Acute renal failure
Acute renal failure (ARF) is a rapid loss of renal function due to damage to the kidneys, resulting in retention of nitrogenous (urea and creatinine) and non-nitrogenous waste products that are normally excreted by the kidney. Depending on the severity and duration of the renal dysfunction, this accumulation is accompanied by metabolic disturbances, such as metabolic acidosis (acidification of the blood) and hyperkalaemia (elevated potassium levels), changes in body fluid balance, and effects on many other organ systems. more...
It can be characterised by oliguria or anuria (decrease or cessation of urine production), although nonoliguric ARF may occur. It is a serious disease and treated as a medical emergency.

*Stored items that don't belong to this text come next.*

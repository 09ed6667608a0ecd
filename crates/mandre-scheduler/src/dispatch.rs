//! Dispatch boundary between the scheduler and host-observable effects.

use std::future::Future;
use std::pin::Pin;

use async_trait::async_trait;
use tracing::info;

use crate::Task;

/// Result of handing a due task to the host.
#[derive(Debug, Clone, PartialEq, Eq)]
pub enum DeliveryOutcome {
    /// The host accepted the occurrence.
    Success,
    /// The host could not act on it.
    Failure(String),
}

impl DeliveryOutcome {
    /// Failed delivery with a reason.
    pub fn failure(reason: impl Into<String>) -> Self {
        Self::Failure(reason.into())
    }

    /// Whether delivery succeeded.
    pub fn is_success(&self) -> bool {
        matches!(self, Self::Success)
    }
}

impl<E: std::fmt::Display> From<Result<(), E>> for DeliveryOutcome {
    fn from(result: Result<(), E>) -> Self {
        match result {
            Ok(()) => Self::Success,
            Err(e) => Self::Failure(e.to_string()),
        }
    }
}

/// Invokes a task's callback when it becomes due.
///
/// Called once per due occurrence (plus once per retry). The scheduler only
/// looks at the outcome; what delivery means is up to the host.
#[async_trait]
pub trait DispatchSink: Send + Sync {
    /// Deliver one occurrence of `task`.
    async fn deliver(&self, task: &Task) -> DeliveryOutcome;
}

/// Boxed async delivery function.
pub type DeliveryFn =
    Box<dyn Fn(Task) -> Pin<Box<dyn Future<Output = Result<(), String>> + Send>> + Send + Sync>;

/// Sink backed by a closure.
pub struct FnSink {
    deliver: DeliveryFn,
}

impl FnSink {
    /// Wrap an async closure.
    pub fn new<F, Fut>(f: F) -> Self
    where
        F: Fn(Task) -> Fut + Send + Sync + 'static,
        Fut: Future<Output = Result<(), String>> + Send + 'static,
    {
        Self {
            deliver: Box::new(move |task| Box::pin(f(task))),
        }
    }
}

impl std::fmt::Debug for FnSink {
    fn fmt(&self, f: &mut std::fmt::Formatter<'_>) -> std::fmt::Result {
        f.debug_struct("FnSink").finish_non_exhaustive()
    }
}

#[async_trait]
impl DispatchSink for FnSink {
    async fn deliver(&self, task: &Task) -> DeliveryOutcome {
        (self.deliver)(task.clone()).await.into()
    }
}

/// Sink that records each occurrence in the log and always succeeds.
#[derive(Debug, Default, Clone, Copy)]
pub struct LogSink;

#[async_trait]
impl DispatchSink for LogSink {
    async fn deliver(&self, task: &Task) -> DeliveryOutcome {
        info!(
            id = %task.id,
            name = %task.name,
            payload = %task.payload,
            "task fired"
        );
        DeliveryOutcome::Success
    }
}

Renal failure, whether chronic or acute, is usually categorised according to pre-renal, renal and post-renal causes:
- Pre-renal (causes in the blood supply):
- hypotension (decreased blood supply), usually from shock or dehydration and fluid loss, heart attack
- vascular problems, such as atheroembolic disease and renal vein thrombosis (which in part may be secondary to loss of coagulation factors due to renal dysfunction)
- Renal (damage to the kidney itself):
- toxins or medication (e.g. some NSAIDs, aminoglycoside antibiotics, amphotericin B, iodinated contrast, lithium)
- rhabdomyolysis (breakdown of muscle tissue) - the resultant release of myoglobin in the blood affects the kidney; it can be caused by injury (especially crush injury and extensive blunt trauma), statins, MDMA (ecstasy) and some other drugs
- hemolysis (breakdown of red blood cells) - the hemoglobin damages the tubules; it may be caused by various conditions such as sickle-cell disease, and lupus erythematosus
- multiple myeloma, either due to hypercalcemia or "cast nephropathy" (multiple myeloma can also cause chronic renal failure by a different mechanism)
- Acute glomerulonephritis which may due to a variety of causes, such as anti glomerular basement membrane disease/Goodpasture's syndrome, Wegener's granulomatosis or acute lupus nephritis with systemic lupus erythematosus
- Post-renal (causes in the urinary tract):
- urinary retention (as a side-effect of medication or due to benign prostatic hypertrophy, kidney stones)
- obstruction due to abdominal malignancy (e.g. ovarian cancer, colorectal cancer)
Renal failure is generally diagnosed either when creatinine or blood urea nitrogen tests are markedly elevated in an ill patient, especially when oliguria is present. Previous measurements of renal function may offer comparison, which is especially important if a patient is known to have chronic renal failure as well. If the cause is not apparent, a large amount of blood tests and examination of a urine specimen is typically performed to elucidate the cause of acute renal failure, medical ultrasonography of the renal tract is essential to rule out obstruction of the urinary tract.